BobKamman
Level 15

It's a lease unless it's a sale.  Depends on facts and circumstances.  Here is one online explanation:

 

A lease with an option to purchase, also known as a "lease option," is a common real estate arrangement. The important income tax question in lease-option transactions is whether the tenant is leasing the property or, as an economic reality, an installment sale has occurred prior to the tenant exercising the purchase option.

The answer to this question depends upon an analysis of all the surrounding factors, because no single factor determines whether or not a lease option is, in economic reality, a sale. As Gerald J. Robinson, a noted tax authority, observed in the Federal Income Taxation of Real Estate, a determination includes studying many factors, "including the terms of the lease, the surrounding economic circumstances, and the intent of the parties....A collection of telltale signs leads to the conclusion that exercise of the option was virtually certain from the outset, so that treating the entire transaction as a sale is warranted."
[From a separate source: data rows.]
use rusqlite::{params, Connection, OptionalExtension};

use super::models::{Comment, CommentAuthor, CommentListItem, LikeState, PostComment};
use super::{new_id, now};

pub fn find_by_id(conn: &Connection, id: &str) -> rusqlite::Result<Option<Comment>> {
    conn.query_row(
        "SELECT id, comment, user_id, post_id, created_at, updated_at FROM comments WHERE id = ?1",
        params![id],
        |row| {
            Ok(Comment {
                id: row.get(0)?,
                comment: row.get(1)?,
                user_id: row.get(2)?,
                post_id: row.get(3)?,
                created_at: row.get(4)?,
                updated_at: row.get(5)?,
            })
        },
    )
    .optional()
}

pub fn create(conn: &Connection, text: &str, user_id: &str, post_id: &str) -> rusqlite::Result<String> {
    let id = new_id();
    let created_at = now();
    conn.execute(
        "INSERT INTO comments (id, comment, user_id, post_id, created_at, updated_at)
         VALUES (?1, ?2, ?3, ?4, ?5, ?5)",
        params![id, text, user_id, post_id, created_at],
    )?;
    Ok(id)
}

/// All comments, newest first.
pub fn list(conn: &Connection) -> rusqlite::Result<Vec<CommentListItem>> {
    let mut stmt = conn.prepare(
        "SELECT c.id, c.comment, c.user_id, c.post_id, c.updated_at,
                (SELECT COUNT(*) FROM comment_likes l WHERE l.comment_id = c.id)
         FROM comments c
         ORDER BY c.created_at DESC, c.id DESC",
    )?;

    let comments = stmt
        .query_map([], |row| {
            Ok(CommentListItem {
                id: row.get(0)?,
                comment: row.get(1)?,
                commented_by: row.get(2)?,
                commented_on: row.get(3)?,
                updated_at: row.get(4)?,
                likes: row.get(5)?,
            })
        })?
        .collect::<Result<Vec<_>, _>>()?;

    Ok(comments)
}

/// Comments on a post in reading order, each joined to its author.
/// `viewer_id` decides `is_commentator` and `has_liked`. Comments whose
/// author no longer exists are skipped.
pub fn for_post(
    conn: &Connection,
    post_id: &str,
    viewer_id: &str,
) -> rusqlite::Result<Vec<PostComment>> {
    let mut stmt = conn.prepare(
        "SELECT c.id, c.comment, c.created_at, u.username, u.avatar_url,
                c.user_id = ?2,
                (SELECT COUNT(*) FROM comment_likes l WHERE l.comment_id = c.id),
                EXISTS (SELECT 1 FROM comment_likes l WHERE l.comment_id = c.id AND l.user_id = ?2)
         FROM comments c
         JOIN users u ON u.id = c.user_id
         WHERE c.post_id = ?1
         ORDER BY c.created_at ASC, c.id ASC",
    )?;

    let comments = stmt
        .query_map(params![post_id, viewer_id], |row| {
            Ok(PostComment {
                id: row.get(0)?,
                comment: row.get(1)?,
                created_at: row.get(2)?,
                commented_by: CommentAuthor {
                    username: row.get(3)?,
                    avatar: row.get(4)?,
                },
                is_commentator: row.get(5)?,
                total_likes: row.get(6)?,
                has_liked: row.get(7)?,
            })
        })?
        .collect::<Result<Vec<_>, _>>()?;

    Ok(comments)
}

/// Flips `user_id`'s membership in the comment's likes: removes it if present,
/// adds it otherwise. Applying it twice restores the original set.
pub fn toggle_like(
    conn: &mut Connection,
    comment_id: &str,
    user_id: &str,
) -> rusqlite::Result<LikeState> {
    let tx = conn.transaction()?;

    let removed = tx.execute(
        "DELETE FROM comment_likes WHERE comment_id = ?1 AND user_id = ?2",
        params![comment_id, user_id],
    )?;
    if removed == 0 {
        tx.execute(
            "INSERT INTO comment_likes (comment_id, user_id, created_at) VALUES (?1, ?2, ?3)",
            params![comment_id, user_id, now()],
        )?;
    }

    let total_likes: i64 = tx.query_row(
        "SELECT COUNT(*) FROM comment_likes WHERE comment_id = ?1",
        params![comment_id],
        |row| row.get(0),
    )?;
    tx.commit()?;

    Ok(LikeState {
        has_liked: removed == 0,
        total_likes,
    })
}

pub fn likers(conn: &Connection, comment_id: &str) -> rusqlite::Result<Vec<String>> {
    let mut stmt = conn.prepare(
        "SELECT user_id FROM comment_likes WHERE comment_id = ?1 ORDER BY created_at, user_id",
    )?;
    let ids = stmt
        .query_map(params![comment_id], |row| row.get(0))?
        .collect::<Result<Vec<_>, _>>()?;
    Ok(ids)
}

pub fn update_text(conn: &Connection, id: &str, text: &str) -> rusqlite::Result<bool> {
    let rows = conn.execute(
        "UPDATE comments SET comment = ?1, updated_at = ?2 WHERE id = ?3",
        params![text, now(), id],
    )?;
    Ok(rows > 0)
}

pub fn delete(conn: &Connection, id: &str) -> rusqlite::Result<bool> {
    let rows = conn.execute("DELETE FROM comments WHERE id = ?1", params![id])?;
    Ok(rows > 0)
}
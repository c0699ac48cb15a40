use axum::routing::{get, post};
use axum::Router;

use crate::auth::handlers;
use crate::state::AppState;

pub fn router() -> Router<AppState> {
    Router::new()
        .route("/auth/signup", post(handlers::sign_up))
        .route("/auth/signin", post(handlers::sign_in))
        .route("/auth/signout", post(handlers::sign_out))
        .route("/auth/google", post(handlers::google_login))
        .route("/auth/refresh", post(handlers::refresh))
        .route("/auth/delete", post(handlers::delete_account))
        .route("/auth/me", get(handlers::me))
}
If a lease option is treated as a sale, there are two important tax implications:

The timing of the transfer of ownership of the property is changed. With a "true" lease option, ownership transfers when the option is exercised. If the transaction is treated as a sale, then ownership transfers when the parties execute the original agreement. (For an examination of the tax consequences of a "true" lease option, see "Consider the Consequences of Your Options," CIREJ, Spring 1995, page 21.)
The nature of the option payment and the rent payments during the lease period are changed.
Because the tax treatment of a purchase transaction is so different from a lease transaction, it is important to understand the factors that may lead the Internal Revenue Service (IRS) to characterize a lease-option transaction as a sale.